What the task asks:
Will you give every entry again exactly as it stands?

Available records:
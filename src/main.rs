use anyhow::Result;
use clap::Parser;
use simcheck::cli::{AppContext, Cli, Commands};
use tracing_subscriber::EnvFilter;

fn main() -> Result<()> {
    // Diagnostics go to stderr so output files and stdout stay clean.
    // Warnings (e.g. tokenizer truncation) show by default; RUST_LOG
    // overrides.
    tracing_subscriber::fmt()
        .with_env_filter(
            EnvFilter::try_from_default_env().unwrap_or_else(|_| EnvFilter::new("warn")),
        )
        .with_writer(std::io::stderr)
        .init();

    let cli = Cli::parse();

    // Build a context once, pass everywhere
    let ctx = AppContext {
        quiet: cli.quiet,
        no_color: cli.no_color,
        dry_run: cli.dry_run,
    };

    match cli.command {
        Commands::Compare(args) => simcheck::compare_run(args, &ctx),
        Commands::Batch(args) => simcheck::batch_run(args, &ctx),
        Commands::Init(args) => simcheck::infra::config::init(args, &ctx),
        Commands::Completions(args) => simcheck::completion::run(args),
    }
}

Response to this exercise:
filename src/main.rs
use anyhow::Result;
use clap::Parser;
use simcheck::cli::{AppContext, Cli, Commands};
use tracing_subscriber::EnvFilter;

fn main() -> Result<()> {
    // Diagnostics go to stderr so output files and stdout stay clean.
    // Warnings (e.g. tokenizer truncation) show by default; RUST_LOG
    // overrides.
    tracing_subscriber::fmt()
        .with_env_filter(
            EnvFilter::try_from_default_env().unwrap_or_else(|_| EnvFilter::new("warn")),
        )
        .with_writer(std::io::stderr)
        .init();

    let cli = Cli::parse();

    // Build a context once, pass everywhere
    let ctx = AppContext {
        quiet: cli.quiet,
        no_color: cli.no_color,
        dry_run: cli.dry_run,
    };

    match cli.command {
        Commands::Compare(args) => simcheck::compare_run(args, &ctx),
        Commands::Batch(args) => simcheck::batch_run(args, &ctx),
        Commands::Init(args) => simcheck::infra::config::init(args, &ctx),
        Commands::Completions(args) => simcheck::completion::run(args),
    }
}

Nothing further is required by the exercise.